Colin Turner
Tartışmasız dilimizdeki en sinir bozucu iki kelime “doğal” ve “insan yapımı” kelimeleridir. Bu sözler, materyalist bir varoluş anlayışından kaynaklanır. Malesef biz inanan müslümanlar da bu sözleri kullanmanın tuzağına düşüyoruz.
Aslında kainatta ‘doğal’ olan hiçbir şey yoktur. Aynı şekilde kainatta ‘insan yapımı’ olan hiçbir şey de yoktur.
Bir çiçeğe ‘doğal’ demek, ya kendini yaratmış olmanın sonucudur -ki saçma- ya da kör, sağır ve dilsiz maddi sebeplerin gönüllü bir araya gelmesinin ürünüdür, bu da bir saçmalıktır.
Araba, bilgisayar, bina ve benzeri 'insan yapımı' denilen şeylere gelince. Yanlışlıkla insan yapımı diyoruz çünkü bir şekilde insanoğlunun bir şeyler yaratabileceğine inanıyoruz. Yapamayız.

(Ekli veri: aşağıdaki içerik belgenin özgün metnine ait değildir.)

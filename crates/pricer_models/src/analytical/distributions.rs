//! Standard normal distribution functions.
//!
//! This module provides:
//! - `erfc` / `erf`: Complementary error function and error function
//! - `norm_cdf`: Cumulative distribution function (CDF)
//! - `norm_pdf`: Probability density function (PDF)
//!
//! All functions are generic over `T: Float`.

use num_traits::Float;

/// Square root of 2.
const SQRT_2: f64 = std::f64::consts::SQRT_2;

/// 1 / sqrt(2 * pi)
const FRAC_1_SQRT_2PI: f64 = 0.398_942_280_401_432_7;

/// Chebyshev coefficients of the erfc fit, lowest order first.
const ERFC_COEFFS: [f64; 10] = [
    -1.265_512_23,
    1.000_023_68,
    0.374_091_96,
    0.096_784_18,
    -0.186_288_06,
    0.278_868_07,
    -1.135_203_98,
    1.488_515_87,
    -0.822_152_23,
    0.170_872_77,
];

#[inline]
fn constant<T: Float>(value: f64) -> T {
    // Every constant here is representable in f32 and f64.
    T::from(value).unwrap_or_else(T::nan)
}

/// Complementary error function.
///
/// Uses a Chebyshev fit with fractional error below 1.2e-7 for all x.
///
/// # Mathematical Definition
/// erfc(x) = 1 - erf(x) = (2/√π) ∫_x^∞ e^(-t²) dt
///
/// # Examples
/// ```
/// use pricer_models::analytical::distributions::erfc;
///
/// assert!((erfc(0.0_f64) - 1.0).abs() < 1e-7);
/// assert!((erfc(-1.0_f64) + erfc(1.0_f64) - 2.0).abs() < 1e-12);
/// ```
#[inline]
pub fn erfc<T: Float>(x: T) -> T {
    let one = T::one();
    let abs_x = x.abs();

    // t = 1 / (1 + |x|/2)
    let t = one / (one + constant::<T>(0.5) * abs_x);

    // Horner's method, highest order first
    let poly = ERFC_COEFFS
        .iter()
        .rev()
        .fold(T::zero(), |acc, &c| acc * t + constant(c));

    let erfc_abs = t * (-abs_x * abs_x + poly).exp();

    // erfc(-x) = 2 - erfc(x)
    if x < T::zero() {
        constant::<T>(2.0) - erfc_abs
    } else {
        erfc_abs
    }
}

/// Error function, erf(x) = 1 - erfc(x).
#[inline]
pub fn erf<T: Float>(x: T) -> T {
    T::one() - erfc(x)
}

/// Standard normal cumulative distribution function.
///
/// Computes P(X <= x) where X ~ N(0, 1).
///
/// # Mathematical Definition
/// Φ(x) = (1/2)·(1 + erf(x/√2)) = (1/2)·erfc(-x/√2)
///
/// The erfc form is evaluated so that Φ keeps relative precision deep in
/// the lower tail, where `1 + erf` would cancel.
///
/// # Examples
/// ```
/// use pricer_models::analytical::distributions::norm_cdf;
///
/// let cdf_0 = norm_cdf(0.0_f64);
/// assert!((cdf_0 - 0.5).abs() < 1e-7);
///
/// assert!(norm_cdf(-3.0_f64) < 0.01);
/// assert!(norm_cdf(3.0_f64) > 0.99);
/// ```
#[inline]
pub fn norm_cdf<T: Float>(x: T) -> T {
    let sqrt_2 = constant::<T>(SQRT_2);
    constant::<T>(0.5) * erfc(-x / sqrt_2)
}

/// Standard normal probability density function.
///
/// φ(x) = (1 / sqrt(2π)) * exp(-x² / 2)
///
/// # Examples
/// ```
/// use pricer_models::analytical::distributions::norm_pdf;
///
/// let pdf_0 = norm_pdf(0.0_f64);
/// assert!((pdf_0 - 0.3989422804).abs() < 1e-7);
/// ```
#[inline]
pub fn norm_pdf<T: Float>(x: T) -> T {
    let exponent = -constant::<T>(0.5) * x * x;
    constant::<T>(FRAC_1_SQRT_2PI) * exponent.exp()
}
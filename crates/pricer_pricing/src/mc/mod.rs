//! Monte Carlo engine for European options under GBM.
//!
//! This module provides:
//! - [`PathMatrix`] / [`FinalPrices`]: Simulation storage
//! - [`GbmStep`]: The exact log-space GBM recurrence
//! - [`generate_sequential`] / [`ParallelGenerator`]: Path generators
//! - [`aggregate`]: Discounted payoff estimates with standard errors
//! - [`downsample`]: Bounded-size series for export
//! - [`export_csv`]: Atomic CSV writer
//! - [`Simulation`]: Run lifecycle tying the pieces together
//!
//! # Architecture
//!
//! ```text
//! SimulationParameters ─┬─> generator ─> PathMatrix ─┬─> FinalPrices ─> aggregate ─┐
//!                       │                            └─> downsample ─> export_csv   │
//!                       └─> Black-Scholes ──────────────────────────────> PricingResult
//! ```
//!
//! # Example
//!
//! ```rust
//! use pricer_core::types::SimulationParameters;
//! use pricer_pricing::mc::{ExecutionMode, Simulation, SimulationState};
//!
//! let params = SimulationParameters::builder()
//!     .asset_price(100.0)
//!     .strike_price(100.0)
//!     .time_to_expiration(1.0)
//!     .volatility(0.2)
//!     .interest_rate(0.05)
//!     .num_paths(500)
//!     .num_steps(20)
//!     .seed(1)
//!     .build()
//!     .unwrap();
//!
//! let mut sim = Simulation::new(params).unwrap();
//! let report = sim.run(ExecutionMode::Sequential).unwrap();
//!
//! assert_eq!(report.executed, ExecutionMode::Sequential);
//! assert_eq!(sim.state(), SimulationState::ResultsReady);
//! assert_eq!(sim.export_series().unwrap().num_rows(), 20);
//! ```

mod aggregator;
mod downsample;
mod error;
pub mod export;
mod matrix;
mod parallel;
mod paths;
mod result;
mod sequential;
mod simulation;

pub use aggregator::{aggregate, aggregate_for, MonteCarloPrices};
pub use downsample::{batch_size, downsample, target_lines, ExportSeries, SeriesLabel};
pub use error::SimulationError;
pub use export::{export_csv, write_csv, ExportError};
pub use matrix::{FinalPrices, PathMatrix};
pub use parallel::{ParallelGenerator, PATHS_PER_TASK};
pub use paths::GbmStep;
pub use result::PricingResult;
pub use sequential::generate_sequential;
pub use simulation::{ExecutionMode, RunReport, Simulation, SimulationState};
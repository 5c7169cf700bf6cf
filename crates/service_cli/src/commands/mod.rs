//! CLI command implementations
//!
//! Each submodule implements a specific CLI command.

pub mod analytic;
pub mod price;
//! Core simulation and error types.
//!
//! This module provides:
//! - `params`: [`SimulationParameters`] and its builder
//! - `error`: [`PricingError`] for parameter validation and aggregation failures

pub mod error;
pub mod params;

pub use error::PricingError;
pub use params::{SimulationParameters, SimulationParametersBuilder, MAX_LOG_SCALE, MAX_STEPS};
//! Simulation parameters.
//!
//! [`SimulationParameters`] is the immutable input of one simulation run.
//! Instances are only obtainable through [`SimulationParametersBuilder`],
//! which rejects every value that would make the GBM recurrence produce
//! NaN or infinity.

use super::error::PricingError;

/// Maximum number of time steps per path.
///
/// Larger requests are capped rather than rejected.
pub const MAX_STEPS: usize = 1000;

/// Largest accepted natural log of any simulated price, growth factor or
/// discount factor. Squared payoffs must still fit in an `f64`.
pub const MAX_LOG_SCALE: f64 = 350.0;

/// Standard deviations of the terminal log-price covered by the scale check.
const TAIL_SIGMAS: f64 = 8.0;

/// Market and algorithm inputs for a Monte Carlo run.
///
/// # Invariants
///
/// - `asset_price > 0`, `strike_price > 0`
/// - `time_to_expiration > 0`, `volatility > 0`
/// - `interest_rate` finite
/// - `|r·T|`, `8·σ·√T` and `ln(max(S, K)) + |r·T| + 8·σ·√T` at most [`MAX_LOG_SCALE`]
/// - `1 <= num_paths`, `1 <= num_steps <= MAX_STEPS`
/// - the path matrix fits in `isize::MAX` bytes
///
/// # Examples
///
/// ```rust
/// use pricer_core::types::SimulationParameters;
///
/// let params = SimulationParameters::builder()
///     .asset_price(100.0)
///     .strike_price(105.0)
///     .time_to_expiration(0.5)
///     .volatility(0.25)
///     .interest_rate(0.03)
///     .num_paths(1_000)
///     .num_steps(5_000)
///     .build()
///     .unwrap();
///
/// // Step count is capped
/// assert_eq!(params.num_steps(), 1000);
/// assert_eq!(params.requested_steps(), 5000);
/// assert!(params.steps_capped());
/// ```
#[derive(Clone, Debug, PartialEq)]
#[cfg_attr(feature = "serde", derive(serde::Serialize))]
pub struct SimulationParameters {
    asset_price: f64,
    strike_price: f64,
    time_to_expiration: f64,
    volatility: f64,
    interest_rate: f64,
    num_paths: usize,
    num_steps: usize,
    requested_steps: usize,
    seed: Option<u64>,
}

impl SimulationParameters {
    /// Creates a new parameter builder.
    #[inline]
    pub fn builder() -> SimulationParametersBuilder {
        SimulationParametersBuilder::default()
    }

    /// Returns the current asset price (S₀).
    #[inline]
    pub fn asset_price(&self) -> f64 {
        self.asset_price
    }

    /// Returns the strike price (K).
    #[inline]
    pub fn strike_price(&self) -> f64 {
        self.strike_price
    }

    /// Returns the time to expiration in years (T).
    #[inline]
    pub fn time_to_expiration(&self) -> f64 {
        self.time_to_expiration
    }

    /// Returns the annualised volatility (σ).
    #[inline]
    pub fn volatility(&self) -> f64 {
        self.volatility
    }

    /// Returns the annualised risk-free rate (r).
    #[inline]
    pub fn interest_rate(&self) -> f64 {
        self.interest_rate
    }

    /// Returns the number of simulated paths (N).
    #[inline]
    pub fn num_paths(&self) -> usize {
        self.num_paths
    }

    /// Returns the number of time steps per path (M), after capping.
    #[inline]
    pub fn num_steps(&self) -> usize {
        self.num_steps
    }

    /// Returns the step count originally asked for.
    #[inline]
    pub fn requested_steps(&self) -> usize {
        self.requested_steps
    }

    /// Returns `true` if the requested step count exceeded [`MAX_STEPS`].
    #[inline]
    pub fn steps_capped(&self) -> bool {
        self.requested_steps != self.num_steps
    }

    /// Returns the pinned base seed, if any.
    #[inline]
    pub fn seed(&self) -> Option<u64> {
        self.seed
    }

    /// Returns the time step `dt = T / M`.
    #[inline]
    pub fn dt(&self) -> f64 {
        self.time_to_expiration / self.num_steps as f64
    }

    /// Returns the discount factor `e^(-rT)`.
    #[inline]
    pub fn discount_factor(&self) -> f64 {
        (-self.interest_rate * self.time_to_expiration).exp()
    }

    /// Returns the number of cells in the M × N path matrix.
    #[inline]
    pub fn matrix_len(&self) -> usize {
        // Overflow is rejected at build time.
        self.num_paths * self.num_steps
    }

    /// Returns a copy with a different pinned seed.
    ///
    /// Seeds do not affect validity, so no re-validation is needed.
    #[must_use]
    pub fn with_seed(&self, seed: Option<u64>) -> Self {
        Self {
            seed,
            ..self.clone()
        }
    }

    /// Validates the parameters.
    ///
    /// # Errors
    ///
    /// Returns `PricingError::InvalidParameter` naming the first field that
    /// violates its constraint.
    pub fn validate(&self) -> Result<(), PricingError> {
        positive("asset_price", self.asset_price)?;
        positive("strike_price", self.strike_price)?;
        positive("time_to_expiration", self.time_to_expiration)?;
        positive("volatility", self.volatility)?;

        if !self.interest_rate.is_finite() {
            return Err(PricingError::invalid(
                "interest_rate",
                format!("must be finite, got {}", self.interest_rate),
            ));
        }
        if self.num_paths == 0 {
            return Err(PricingError::invalid("num_paths", "must be at least 1, got 0"));
        }
        if self.num_steps == 0 || self.num_steps > MAX_STEPS {
            return Err(PricingError::invalid(
                "num_steps",
                format!("must be in range [1, {}], got {}", MAX_STEPS, self.num_steps),
            ));
        }
        self.validate_scale()?;

        let fits = self
            .num_paths
            .checked_mul(self.num_steps)
            .and_then(|cells| cells.checked_mul(std::mem::size_of::<f64>()))
            .is_some_and(|bytes| bytes <= isize::MAX as usize);
        if !fits {
            return Err(PricingError::invalid(
                "num_paths",
                format!(
                    "{} paths x {} steps exceeds addressable memory",
                    self.num_paths, self.num_steps
                ),
            ));
        }

        let dt = self.dt();
        if !(dt > 0.0 && dt.is_finite()) {
            return Err(PricingError::invalid(
                "time_to_expiration",
                format!("time step must be positive, got dt = {}", dt),
            ));
        }
        Ok(())
    }

    fn validate_scale(&self) -> Result<(), PricingError> {
        let growth = (self.interest_rate * self.time_to_expiration).abs();
        if growth > MAX_LOG_SCALE {
            return Err(PricingError::invalid(
                "interest_rate",
                format!(
                    "|r·T| = {} exceeds {}; growth and discount factors would overflow",
                    growth, MAX_LOG_SCALE
                ),
            ));
        }

        let diffusion = TAIL_SIGMAS * self.volatility * self.time_to_expiration.sqrt();
        if diffusion > MAX_LOG_SCALE {
            return Err(PricingError::invalid(
                "volatility",
                format!(
                    "σ·√T = {} is too large; simulated prices would overflow",
                    self.volatility * self.time_to_expiration.sqrt()
                ),
            ));
        }

        let scale = self.asset_price.max(self.strike_price).ln() + growth + diffusion;
        if scale > MAX_LOG_SCALE {
            let name = if self.asset_price >= self.strike_price {
                "asset_price"
            } else {
                "strike_price"
            };
            return Err(PricingError::invalid(
                name,
                format!(
                    "price scale too large: ln(max(S, K)) + |r·T| + 8·σ·√T = {} exceeds {}",
                    scale, MAX_LOG_SCALE
                ),
            ));
        }
        Ok(())
    }
}

fn positive(name: &'static str, value: f64) -> Result<(), PricingError> {
    if value > 0.0 && value.is_finite() {
        Ok(())
    } else {
        Err(PricingError::invalid(
            name,
            format!("must be positive and finite, got {}", value),
        ))
    }
}

/// Builder for [`SimulationParameters`].
///
/// All seven market/algorithm inputs are required; the seed is optional.
/// `build` caps `num_steps` at [`MAX_STEPS`] and validates the result.
#[derive(Clone, Debug, Default)]
pub struct SimulationParametersBuilder {
    asset_price: Option<f64>,
    strike_price: Option<f64>,
    time_to_expiration: Option<f64>,
    volatility: Option<f64>,
    interest_rate: Option<f64>,
    num_paths: Option<usize>,
    num_steps: Option<usize>,
    seed: Option<u64>,
}

impl SimulationParametersBuilder {
    /// Sets the current asset price.
    #[inline]
    pub fn asset_price(mut self, value: f64) -> Self {
        self.asset_price = Some(value);
        self
    }

    /// Sets the strike price.
    #[inline]
    pub fn strike_price(mut self, value: f64) -> Self {
        self.strike_price = Some(value);
        self
    }

    /// Sets the time to expiration in years.
    #[inline]
    pub fn time_to_expiration(mut self, value: f64) -> Self {
        self.time_to_expiration = Some(value);
        self
    }

    /// Sets the volatility as a decimal (0.2 for 20%).
    #[inline]
    pub fn volatility(mut self, value: f64) -> Self {
        self.volatility = Some(value);
        self
    }

    /// Sets the risk-free rate as a decimal (0.05 for 5%).
    #[inline]
    pub fn interest_rate(mut self, value: f64) -> Self {
        self.interest_rate = Some(value);
        self
    }

    /// Sets the number of simulated paths.
    #[inline]
    pub fn num_paths(mut self, value: usize) -> Self {
        self.num_paths = Some(value);
        self
    }

    /// Sets the number of time steps per path (capped at [`MAX_STEPS`]).
    #[inline]
    pub fn num_steps(mut self, value: usize) -> Self {
        self.num_steps = Some(value);
        self
    }

    /// Pins the base seed for reproducible runs.
    #[inline]
    pub fn seed(mut self, seed: u64) -> Self {
        self.seed = Some(seed);
        self
    }

    /// Sets or clears the pinned base seed.
    #[inline]
    pub fn maybe_seed(mut self, seed: Option<u64>) -> Self {
        self.seed = seed;
        self
    }

    /// Builds and validates the parameters.
    ///
    /// # Errors
    ///
    /// Returns `PricingError::InvalidParameter` if a field is missing or
    /// out of range.
    pub fn build(self) -> Result<SimulationParameters, PricingError> {
        let requested_steps = required("num_steps", self.num_steps)?;

        let params = SimulationParameters {
            asset_price: required("asset_price", self.asset_price)?,
            strike_price: required("strike_price", self.strike_price)?,
            time_to_expiration: required("time_to_expiration", self.time_to_expiration)?,
            volatility: required("volatility", self.volatility)?,
            interest_rate: required("interest_rate", self.interest_rate)?,
            num_paths: required("num_paths", self.num_paths)?,
            num_steps: requested_steps.min(MAX_STEPS),
            requested_steps,
            seed: self.seed,
        };

        params.validate()?;
        Ok(params)
    }
}

fn required<T>(name: &'static str, value: Option<T>) -> Result<T, PricingError> {
    value.ok_or_else(|| PricingError::invalid(name, "must be specified"))
}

İnsanoğlu bir ev inşa ederken, tek yaptığı maddeyi manipüle etmek ve onunla yeni şekiller ve yapılar oluşturmak. Hiçbir şey aslında bizim tarafımızdan sıfırdan, yoktan yaratılmıyor. Bir şeye ‘insan yapımı’ diyorsak, söz konusu şeylerin insan eylemleri müdahalesi sonucu oluşmuş ve şekillenmiş olmalıdır.
Tahtadan masa yapmakla mükellef olan insanoğlu, her an tüm alemlerin Yaratıcısı tarafından yaratılmıştır. Bu nedenle insanoğlu için hiçbir şekilde 'yaratıyor' denilemez. Andan ana yaratılan insanın nasıl bir şey yarattığı söylenebilir?
Bir bahçıvanın toprağı kazdığını, ağaç diktiğini, gül budadığını izlerken, onun bahçe eldivenlerinin mi kazmayı, dikmeyi, budamayı yaptığını söylüyoruz? Delilerin en delisi bile bunu saçma bulur.
Gerçek şu ki, her şey, her zaman, onların varlığına, rızkına ve devamına, Tüm Alemlerin Rabbinin daimi lütuf ve yaratıcılığına bağlıdır.
Hiçbir şey 'doğal' değildir, hiçbir şey 'insan yapımı' değildir: Dünya ve içindeki her şey Allah vergisidir. Özetle işte bu!